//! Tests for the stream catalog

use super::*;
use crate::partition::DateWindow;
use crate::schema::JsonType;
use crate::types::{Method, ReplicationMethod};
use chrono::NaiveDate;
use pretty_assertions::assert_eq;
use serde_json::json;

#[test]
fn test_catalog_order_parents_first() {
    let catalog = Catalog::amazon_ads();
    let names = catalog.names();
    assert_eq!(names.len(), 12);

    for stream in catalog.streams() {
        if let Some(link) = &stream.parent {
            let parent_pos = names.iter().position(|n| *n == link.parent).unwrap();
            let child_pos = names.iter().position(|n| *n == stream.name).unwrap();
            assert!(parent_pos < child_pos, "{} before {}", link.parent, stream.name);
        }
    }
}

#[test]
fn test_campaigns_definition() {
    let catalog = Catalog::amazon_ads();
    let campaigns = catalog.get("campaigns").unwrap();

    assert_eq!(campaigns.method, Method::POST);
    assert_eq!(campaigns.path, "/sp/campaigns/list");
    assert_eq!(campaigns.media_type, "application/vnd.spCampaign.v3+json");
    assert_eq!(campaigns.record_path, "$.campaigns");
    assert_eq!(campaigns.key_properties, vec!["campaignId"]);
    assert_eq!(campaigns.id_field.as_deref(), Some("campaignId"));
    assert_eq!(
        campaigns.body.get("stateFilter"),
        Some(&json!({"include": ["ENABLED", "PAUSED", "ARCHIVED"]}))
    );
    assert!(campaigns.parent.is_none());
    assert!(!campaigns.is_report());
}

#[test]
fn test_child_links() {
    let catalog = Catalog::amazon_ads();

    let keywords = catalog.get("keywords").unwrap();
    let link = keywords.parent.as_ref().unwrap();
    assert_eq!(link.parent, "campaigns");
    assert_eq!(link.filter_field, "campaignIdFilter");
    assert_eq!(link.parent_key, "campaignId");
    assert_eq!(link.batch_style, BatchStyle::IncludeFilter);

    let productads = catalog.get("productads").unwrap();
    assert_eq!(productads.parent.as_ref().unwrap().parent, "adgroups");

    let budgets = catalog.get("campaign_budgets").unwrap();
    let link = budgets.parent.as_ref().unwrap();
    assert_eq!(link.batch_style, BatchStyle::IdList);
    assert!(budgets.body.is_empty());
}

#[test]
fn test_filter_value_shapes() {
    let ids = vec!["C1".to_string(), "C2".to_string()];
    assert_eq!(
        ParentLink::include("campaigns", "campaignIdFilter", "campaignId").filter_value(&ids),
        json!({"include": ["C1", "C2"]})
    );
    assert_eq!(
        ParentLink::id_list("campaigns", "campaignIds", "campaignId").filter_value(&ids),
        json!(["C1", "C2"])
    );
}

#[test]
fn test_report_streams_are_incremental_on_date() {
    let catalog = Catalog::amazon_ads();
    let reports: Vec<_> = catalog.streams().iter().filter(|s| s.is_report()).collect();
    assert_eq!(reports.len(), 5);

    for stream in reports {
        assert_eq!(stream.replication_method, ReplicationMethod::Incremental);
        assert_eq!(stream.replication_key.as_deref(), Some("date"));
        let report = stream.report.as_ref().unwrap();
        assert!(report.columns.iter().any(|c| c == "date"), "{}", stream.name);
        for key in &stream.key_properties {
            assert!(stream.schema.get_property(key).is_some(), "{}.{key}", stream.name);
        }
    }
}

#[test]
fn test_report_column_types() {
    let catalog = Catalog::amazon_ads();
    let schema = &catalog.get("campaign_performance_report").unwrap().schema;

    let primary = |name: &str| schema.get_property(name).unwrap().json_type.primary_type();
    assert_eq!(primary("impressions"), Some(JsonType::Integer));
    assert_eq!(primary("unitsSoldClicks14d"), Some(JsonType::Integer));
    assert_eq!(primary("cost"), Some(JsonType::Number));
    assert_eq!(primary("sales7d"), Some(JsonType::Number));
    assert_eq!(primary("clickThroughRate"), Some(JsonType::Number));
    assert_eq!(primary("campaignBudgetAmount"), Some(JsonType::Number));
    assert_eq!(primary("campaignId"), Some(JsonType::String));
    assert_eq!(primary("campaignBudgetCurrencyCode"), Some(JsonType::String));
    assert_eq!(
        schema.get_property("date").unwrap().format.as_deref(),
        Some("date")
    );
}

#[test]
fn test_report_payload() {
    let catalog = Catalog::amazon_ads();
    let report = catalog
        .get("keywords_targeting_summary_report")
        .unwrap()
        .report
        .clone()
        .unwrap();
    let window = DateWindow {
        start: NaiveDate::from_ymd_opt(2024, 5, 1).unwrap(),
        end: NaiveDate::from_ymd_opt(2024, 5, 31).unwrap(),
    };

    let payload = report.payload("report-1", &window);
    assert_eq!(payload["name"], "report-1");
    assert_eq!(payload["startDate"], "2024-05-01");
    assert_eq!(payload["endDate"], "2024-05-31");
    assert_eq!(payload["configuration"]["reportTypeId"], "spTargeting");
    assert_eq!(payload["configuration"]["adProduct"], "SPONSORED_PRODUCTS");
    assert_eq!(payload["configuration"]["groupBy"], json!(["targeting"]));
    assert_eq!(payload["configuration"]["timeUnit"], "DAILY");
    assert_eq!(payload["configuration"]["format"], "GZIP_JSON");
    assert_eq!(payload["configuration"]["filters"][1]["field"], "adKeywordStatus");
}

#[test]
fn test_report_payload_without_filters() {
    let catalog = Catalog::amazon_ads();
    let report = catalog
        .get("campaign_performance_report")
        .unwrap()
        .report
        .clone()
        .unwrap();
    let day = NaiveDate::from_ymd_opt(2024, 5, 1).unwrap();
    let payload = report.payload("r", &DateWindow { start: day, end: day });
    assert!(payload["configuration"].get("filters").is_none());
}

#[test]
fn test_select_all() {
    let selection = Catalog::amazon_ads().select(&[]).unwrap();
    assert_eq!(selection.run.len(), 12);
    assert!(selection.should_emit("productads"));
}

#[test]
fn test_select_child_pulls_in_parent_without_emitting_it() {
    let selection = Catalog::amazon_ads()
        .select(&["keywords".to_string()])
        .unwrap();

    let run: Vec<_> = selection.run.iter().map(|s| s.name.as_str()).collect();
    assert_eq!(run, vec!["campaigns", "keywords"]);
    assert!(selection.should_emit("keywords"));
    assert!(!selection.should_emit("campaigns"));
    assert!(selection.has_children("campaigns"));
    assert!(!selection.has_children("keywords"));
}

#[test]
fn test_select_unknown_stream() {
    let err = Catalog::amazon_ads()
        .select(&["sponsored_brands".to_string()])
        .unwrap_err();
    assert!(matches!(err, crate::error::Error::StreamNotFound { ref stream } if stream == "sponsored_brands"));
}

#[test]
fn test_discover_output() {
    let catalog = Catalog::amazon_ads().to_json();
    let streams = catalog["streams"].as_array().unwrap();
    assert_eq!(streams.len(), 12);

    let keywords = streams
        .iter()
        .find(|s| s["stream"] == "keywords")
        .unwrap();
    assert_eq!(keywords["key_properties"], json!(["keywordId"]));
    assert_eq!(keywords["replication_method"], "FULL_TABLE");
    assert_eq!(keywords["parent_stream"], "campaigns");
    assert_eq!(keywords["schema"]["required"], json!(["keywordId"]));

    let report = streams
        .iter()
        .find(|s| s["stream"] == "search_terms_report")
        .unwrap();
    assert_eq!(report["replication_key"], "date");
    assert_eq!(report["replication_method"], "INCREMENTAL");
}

******************************

» Goal of the exercise
Retype each of the preceding records exactly as printed.

» Answer
//! Tests for the stream catalog

use super::*;
use crate::partition::DateWindow;
use crate::schema::JsonType;
use crate::types::{Method, ReplicationMethod};
use chrono::NaiveDate;
use pretty_assertions::assert_eq;
use serde_json::json;

#[test]
fn test_catalog_order_parents_first() {
    let catalog = Catalog::amazon_ads();
    let names = catalog.names();
    assert_eq!(names.len(), 12);

    for stream in catalog.streams() {
        if let Some(link) = &stream.parent {
            let parent_pos = names.iter().position(|n| *n == link.parent).unwrap();
            let child_pos = names.iter().position(|n| *n == stream.name).unwrap();
            assert!(parent_pos < child_pos, "{} before {}", link.parent, stream.name);
        }
    }
}

#[test]
fn test_campaigns_definition() {
    let catalog = Catalog::amazon_ads();
    let campaigns = catalog.get("campaigns").unwrap();

    assert_eq!(campaigns.method, Method::POST);
    assert_eq!(campaigns.path, "/sp/campaigns/list");
    assert_eq!(campaigns.media_type, "application/vnd.spCampaign.v3+json");
    assert_eq!(campaigns.record_path, "$.campaigns");
    assert_eq!(campaigns.key_properties, vec!["campaignId"]);
    assert_eq!(campaigns.id_field.as_deref(), Some("campaignId"));
    assert_eq!(
        campaigns.body.get("stateFilter"),
        Some(&json!({"include": ["ENABLED", "PAUSED", "ARCHIVED"]}))
    );
    assert!(campaigns.parent.is_none());
    assert!(!campaigns.is_report());
}

#[test]
fn test_child_links() {
    let catalog = Catalog::amazon_ads();

    let keywords = catalog.get("keywords").unwrap();
    let link = keywords.parent.as_ref().unwrap();
    assert_eq!(link.parent, "campaigns");
    assert_eq!(link.filter_field, "campaignIdFilter");
    assert_eq!(link.parent_key, "campaignId");
    assert_eq!(link.batch_style, BatchStyle::IncludeFilter);

    let productads = catalog.get("productads").unwrap();
    assert_eq!(productads.parent.as_ref().unwrap().parent, "adgroups");

    let budgets = catalog.get("campaign_budgets").unwrap();
    let link = budgets.parent.as_ref().unwrap();
    assert_eq!(link.batch_style, BatchStyle::IdList);
    assert!(budgets.body.is_empty());
}

#[test]
fn test_filter_value_shapes() {
    let ids = vec!["C1".to_string(), "C2".to_string()];
    assert_eq!(
        ParentLink::include("campaigns", "campaignIdFilter", "campaignId").filter_value(&ids),
        json!({"include": ["C1", "C2"]})
    );
    assert_eq!(
        ParentLink::id_list("campaigns", "campaignIds", "campaignId").filter_value(&ids),
        json!(["C1", "C2"])
    );
}

#[test]
fn test_report_streams_are_incremental_on_date() {
    let catalog = Catalog::amazon_ads();
    let reports: Vec<_> = catalog.streams().iter().filter(|s| s.is_report()).collect();
    assert_eq!(reports.len(), 5);

    for stream in reports {
        assert_eq!(stream.replication_method, ReplicationMethod::Incremental);
        assert_eq!(stream.replication_key.as_deref(), Some("date"));
        let report = stream.report.as_ref().unwrap();
        assert!(report.columns.iter().any(|c| c == "date"), "{}", stream.name);
        for key in &stream.key_properties {
            assert!(stream.schema.get_property(key).is_some(), "{}.{key}", stream.name);
        }
    }
}

#[test]
fn test_report_column_types() {
    let catalog = Catalog::amazon_ads();
    let schema = &catalog.get("campaign_performance_report").unwrap().schema;

    let primary = |name: &str| schema.get_property(name).unwrap().json_type.primary_type();
    assert_eq!(primary("impressions"), Some(JsonType::Integer));
    assert_eq!(primary("unitsSoldClicks14d"), Some(JsonType::Integer));
    assert_eq!(primary("cost"), Some(JsonType::Number));
    assert_eq!(primary("sales7d"), Some(JsonType::Number));
    assert_eq!(primary("clickThroughRate"), Some(JsonType::Number));
    assert_eq!(primary("campaignBudgetAmount"), Some(JsonType::Number));
    assert_eq!(primary("campaignId"), Some(JsonType::String));
    assert_eq!(primary("campaignBudgetCurrencyCode"), Some(JsonType::String));
    assert_eq!(
        schema.get_property("date").unwrap().format.as_deref(),
        Some("date")
    );
}

#[test]
fn test_report_payload() {
    let catalog = Catalog::amazon_ads();
    let report = catalog
        .get("keywords_targeting_summary_report")
        .unwrap()
        .report
        .clone()
        .unwrap();
    let window = DateWindow {
        start: NaiveDate::from_ymd_opt(2024, 5, 1).unwrap(),
        end: NaiveDate::from_ymd_opt(2024, 5, 31).unwrap(),
    };

    let payload = report.payload("report-1", &window);
    assert_eq!(payload["name"], "report-1");
    assert_eq!(payload["startDate"], "2024-05-01");
    assert_eq!(payload["endDate"], "2024-05-31");
    assert_eq!(payload["configuration"]["reportTypeId"], "spTargeting");
    assert_eq!(payload["configuration"]["adProduct"], "SPONSORED_PRODUCTS");
    assert_eq!(payload["configuration"]["groupBy"], json!(["targeting"]));
    assert_eq!(payload["configuration"]["timeUnit"], "DAILY");
    assert_eq!(payload["configuration"]["format"], "GZIP_JSON");
    assert_eq!(payload["configuration"]["filters"][1]["field"], "adKeywordStatus");
}

#[test]
fn test_report_payload_without_filters() {
    let catalog = Catalog::amazon_ads();
    let report = catalog
        .get("campaign_performance_report")
        .unwrap()
        .report
        .clone()
        .unwrap();
    let day = NaiveDate::from_ymd_opt(2024, 5, 1).unwrap();
    let payload = report.payload("r", &DateWindow { start: day, end: day });
    assert!(payload["configuration"].get("filters").is_none());
}

#[test]
fn test_select_all() {
    let selection = Catalog::amazon_ads().select(&[]).unwrap();
    assert_eq!(selection.run.len(), 12);
    assert!(selection.should_emit("productads"));
}

#[test]
fn test_select_child_pulls_in_parent_without_emitting_it() {
    let selection = Catalog::amazon_ads()
        .select(&["keywords".to_string()])
        .unwrap();

    let run: Vec<_> = selection.run.iter().map(|s| s.name.as_str()).collect();
    assert_eq!(run, vec!["campaigns", "keywords"]);
    assert!(selection.should_emit("keywords"));
    assert!(!selection.should_emit("campaigns"));
    assert!(selection.has_children("campaigns"));
    assert!(!selection.has_children("keywords"));
}

#[test]
fn test_select_unknown_stream() {
    let err = Catalog::amazon_ads()
        .select(&["sponsored_brands".to_string()])
        .unwrap_err();
    assert!(matches!(err, crate::error::Error::StreamNotFound { ref stream } if stream == "sponsored_brands"));
}

#[test]
fn test_discover_output() {
    let catalog = Catalog::amazon_ads().to_json();
    let streams = catalog["streams"].as_array().unwrap();
    assert_eq!(streams.len(), 12);

    let keywords = streams
        .iter()
        .find(|s| s["stream"] == "keywords")
        .unwrap();
    assert_eq!(keywords["key_properties"], json!(["keywordId"]));
    assert_eq!(keywords["replication_method"], "FULL_TABLE");
    assert_eq!(keywords["parent_stream"], "campaigns");
    assert_eq!(keywords["schema"]["required"], json!(["keywordId"]));

    let report = streams
        .iter()
        .find(|s| s["stream"] == "search_terms_report")
        .unwrap();
    assert_eq!(report["replication_key"], "date");
    assert_eq!(report["replication_method"], "INCREMENTAL");
}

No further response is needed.